◆ TASK DIRECTIONS: Report only the number of lines in the following entries where the word "right" occurs.
· · ·
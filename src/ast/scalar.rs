use serde::{Deserialize, Serialize};

use super::{
    SqlBinaryScalarOperatorKind, SqlIdentifier, SqlLiteral, SqlParameter, SqlPropertyName, SqlQuery,
    SqlStringLiteral, SqlUnaryScalarOperatorKind,
};

// ── Composite expressions ───────────────────────────────────────────

/// `[a, b, c]`
#[derive(Debug, Clone, Serialize, Deserialize)]
pub struct SqlArrayCreateScalarExpression {
    pub items: Vec<SqlScalarExpression>,
}

/// `ARRAY(subquery)`
#[derive(Debug, Clone, Serialize, Deserialize)]
pub struct SqlArrayScalarExpression {
    pub query: Box<SqlQuery>,
}

#[derive(Debug, Clone, Serialize, Deserialize)]
pub struct SqlBetweenScalarExpression {
    pub expression: Box<SqlScalarExpression>,
    pub start_inclusive: Box<SqlScalarExpression>,
    pub end_inclusive: Box<SqlScalarExpression>,
    pub not: bool,
}

#[derive(Debug, Clone, Serialize, Deserialize)]
pub struct SqlBinaryScalarExpression {
    pub operator_kind: SqlBinaryScalarOperatorKind,
    pub left: Box<SqlScalarExpression>,
    pub right: Box<SqlScalarExpression>,
}

/// `left ?? right`
#[derive(Debug, Clone, Serialize, Deserialize)]
pub struct SqlCoalesceScalarExpression {
    pub left: Box<SqlScalarExpression>,
    pub right: Box<SqlScalarExpression>,
}

/// `condition ? consequent : alternative`
#[derive(Debug, Clone, Serialize, Deserialize)]
pub struct SqlConditionalScalarExpression {
    pub condition: Box<SqlScalarExpression>,
    pub consequent: Box<SqlScalarExpression>,
    pub alternative: Box<SqlScalarExpression>,
}

/// `EXISTS(subquery)`
#[derive(Debug, Clone, Serialize, Deserialize)]
pub struct SqlExistsScalarExpression {
    pub query: Box<SqlQuery>,
}

/// A built-in or user-defined (`udf.` prefixed) function call.
#[derive(Debug, Clone, Serialize, Deserialize)]
pub struct SqlFunctionCallScalarExpression {
    pub name: SqlIdentifier,
    pub arguments: Vec<SqlScalarExpression>,
    pub is_udf: bool,
}

/// `needle [NOT] IN (haystack...)`
#[derive(Debug, Clone, Serialize, Deserialize)]
pub struct SqlInScalarExpression {
    pub needle: Box<SqlScalarExpression>,
    pub not: bool,
    pub haystack: Vec<SqlScalarExpression>,
}

#[derive(Debug, Clone, Serialize, Deserialize)]
pub struct SqlLikeScalarExpression {
    pub expression: Box<SqlScalarExpression>,
    pub pattern: Box<SqlScalarExpression>,
    pub not: bool,
    pub escape_sequence: Option<SqlStringLiteral>,
}

#[derive(Debug, Clone, Serialize, Deserialize)]
pub struct SqlLiteralScalarExpression {
    pub literal: SqlLiteral,
}

/// `member[indexer]`
#[derive(Debug, Clone, Serialize, Deserialize)]
pub struct SqlMemberIndexerScalarExpression {
    pub member: Box<SqlScalarExpression>,
    pub indexer: Box<SqlScalarExpression>,
}

/// `{"name": value, ...}`. Property order carries no meaning.
#[derive(Debug, Clone, Serialize, Deserialize)]
pub struct SqlObjectCreateScalarExpression {
    pub properties: Vec<SqlObjectProperty>,
}

#[derive(Debug, Clone, Serialize, Deserialize)]
pub struct SqlObjectProperty {
    pub name: SqlPropertyName,
    pub value: SqlScalarExpression,
}

#[derive(Debug, Clone, Serialize, Deserialize)]
pub struct SqlParameterRefScalarExpression {
    pub parameter: SqlParameter,
}

/// `member.identifier`, or a bare `identifier` when there is no member.
#[derive(Debug, Clone, Serialize, Deserialize)]
pub struct SqlPropertyRefScalarExpression {
    pub member: Option<Box<SqlScalarExpression>>,
    pub identifier: SqlIdentifier,
}

/// `(subquery)` used as a value.
#[derive(Debug, Clone, Serialize, Deserialize)]
pub struct SqlSubqueryScalarExpression {
    pub query: Box<SqlQuery>,
}

#[derive(Debug, Clone, Serialize, Deserialize)]
pub struct SqlUnaryScalarExpression {
    pub operator_kind: SqlUnaryScalarOperatorKind,
    pub expression: Box<SqlScalarExpression>,
}

sql_object_family! {
    pub enum SqlScalarExpression {
        ArrayCreate(SqlArrayCreateScalarExpression) = ArrayCreateScalarExpression,
        Array(SqlArrayScalarExpression) = ArrayScalarExpression,
        Between(SqlBetweenScalarExpression) = BetweenScalarExpression,
        Binary(SqlBinaryScalarExpression) = BinaryScalarExpression,
        Coalesce(SqlCoalesceScalarExpression) = CoalesceScalarExpression,
        Conditional(SqlConditionalScalarExpression) = ConditionalScalarExpression,
        Exists(SqlExistsScalarExpression) = ExistsScalarExpression,
        FunctionCall(SqlFunctionCallScalarExpression) = FunctionCallScalarExpression,
        In(SqlInScalarExpression) = InScalarExpression,
        Like(SqlLikeScalarExpression) = LikeScalarExpression,
        Literal(SqlLiteralScalarExpression) = LiteralScalarExpression,
        MemberIndexer(SqlMemberIndexerScalarExpression) = MemberIndexerScalarExpression,
        ObjectCreate(SqlObjectCreateScalarExpression) = ObjectCreateScalarExpression,
        ParameterRef(SqlParameterRefScalarExpression) = ParameterRefScalarExpression,
        PropertyRef(SqlPropertyRefScalarExpression) = PropertyRefScalarExpression,
        Subquery(SqlSubqueryScalarExpression) = SubqueryScalarExpression,
        Unary(SqlUnaryScalarExpression) = UnaryScalarExpression,
    }
}

// ── Constructors ────────────────────────────────────────────────────

impl SqlScalarExpression {
    pub fn literal(literal: impl Into<SqlLiteral>) -> Self {
        SqlScalarExpression::Literal(SqlLiteralScalarExpression { literal: literal.into() })
    }

    pub fn binary(operator_kind: SqlBinaryScalarOperatorKind, left: SqlScalarExpression, right: SqlScalarExpression) -> Self {
        SqlScalarExpression::Binary(SqlBinaryScalarExpression {
            operator_kind,
            left: Box::new(left),
            right: Box::new(right),
        })
    }

    pub fn unary(operator_kind: SqlUnaryScalarOperatorKind, expression: SqlScalarExpression) -> Self {
        SqlScalarExpression::Unary(SqlUnaryScalarExpression { operator_kind, expression: Box::new(expression) })
    }

    /// A bare identifier reference such as the `c` in `FROM c`.
    pub fn identifier(name: impl Into<String>) -> Self {
        Self::property_ref(None, name)
    }

    pub fn property_ref(member: Option<SqlScalarExpression>, identifier: impl Into<String>) -> Self {
        SqlScalarExpression::PropertyRef(SqlPropertyRefScalarExpression {
            member: member.map(Box::new),
            identifier: SqlIdentifier::new(identifier),
        })
    }

    pub fn member_indexer(member: SqlScalarExpression, indexer: SqlScalarExpression) -> Self {
        SqlScalarExpression::MemberIndexer(SqlMemberIndexerScalarExpression {
            member: Box::new(member),
            indexer: Box::new(indexer),
        })
    }

    pub fn parameter_ref(name: impl Into<String>) -> Self {
        SqlScalarExpression::ParameterRef(SqlParameterRefScalarExpression { parameter: SqlParameter::new(name) })
    }

    pub fn function_call(name: impl Into<String>, arguments: Vec<SqlScalarExpression>, is_udf: bool) -> Self {
        SqlScalarExpression::FunctionCall(SqlFunctionCallScalarExpression {
            name: SqlIdentifier::new(name),
            arguments,
            is_udf,
        })
    }

    pub fn array_create(items: Vec<SqlScalarExpression>) -> Self {
        SqlScalarExpression::ArrayCreate(SqlArrayCreateScalarExpression { items })
    }

    pub fn object_create(properties: Vec<SqlObjectProperty>) -> Self {
        SqlScalarExpression::ObjectCreate(SqlObjectCreateScalarExpression { properties })
    }

    pub fn subquery(query: SqlQuery) -> Self {
        SqlScalarExpression::Subquery(SqlSubqueryScalarExpression { query: Box::new(query) })
    }
}

impl SqlObjectProperty {
    pub fn new(name: impl Into<String>, value: SqlScalarExpression) -> Self {
        Self { name: SqlPropertyName::new(name), value }
    }
}

impl From<SqlLiteral> for SqlScalarExpression {
    fn from(literal: SqlLiteral) -> Self {
        SqlScalarExpression::literal(literal)
    }
}
//! Structural equality over the query object model.
//!
//! Two trees are equal when they have the same kinds, the same flags and
//! operators, equal raw values, and equal children. Children are compared by
//! position, except for object-create properties and select-list items, which
//! are compared as multisets.

use crate::ast::*;
use crate::visit::{Accept, SqlObjectArgVisitor, SqlObjectRef};

/// Returns true when `first` and `second` are structurally equal.
pub fn equals<A, B>(first: &A, second: &B) -> bool
where
    A: Accept + ?Sized,
    B: Accept + ?Sized,
{
    first.accept_with(&mut SqlEqualityVisitor, second.as_object_ref())
}

/// Stateless; the visitor carries no fields so it can be created per call.
pub struct SqlEqualityVisitor;

// ============================================================================
// Helpers
// ============================================================================

fn optional_equals<T: Accept>(first: Option<&T>, second: Option<&T>) -> bool {
    match (first, second) {
        (None, None) => true,
        (Some(first), Some(second)) => equals(first, second),
        _ => false,
    }
}

fn sequence_equals<T: Accept>(first: &[T], second: &[T]) -> bool {
    first.len() == second.len() && first.iter().zip(second).all(|(a, b)| equals(a, b))
}

/// Order-insensitive comparison. Each element of `second` may be matched at
/// most once, so `[x, x, y]` and `[x, y, y]` are unequal.
fn multiset_equals<T: Accept>(first: &[T], second: &[T]) -> bool {
    if first.len() != second.len() {
        return false;
    }

    let mut matched = vec![false; second.len()];
    first.iter().all(|item| {
        let found = second
            .iter()
            .enumerate()
            .position(|(i, candidate)| !matched[i] && equals(item, candidate));
        match found {
            Some(i) => {
                matched[i] = true;
                true
            }
            None => false,
        }
    })
}

/// Narrows `second` to the variant matching `first`'s kind, or returns false.
macro_rules! same_kind {
    ($second:expr, $kind:ident) => {
        match $second {
            SqlObjectRef::$kind(node) => node,
            _ => return false,
        }
    };
}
· · ·
◆ RESULT BELOW: 5